Stored items
"""
use serde::{Deserialize, Serialize};

#[derive(Default, Debug, Copy, Clone, PartialEq, Eq, Hash, Serialize, Deserialize)]
pub enum Mode {
  #[default]
  Default,
  Input,
}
"""
Goal of the exercise
Copy each entry exactly. Omit none.

Completed task
use serde::{Deserialize, Serialize};

#[derive(Default, Debug, Copy, Clone, PartialEq, Eq, Hash, Serialize, Deserialize)]
pub enum Mode {
  #[default]
  Default,
  Input,
}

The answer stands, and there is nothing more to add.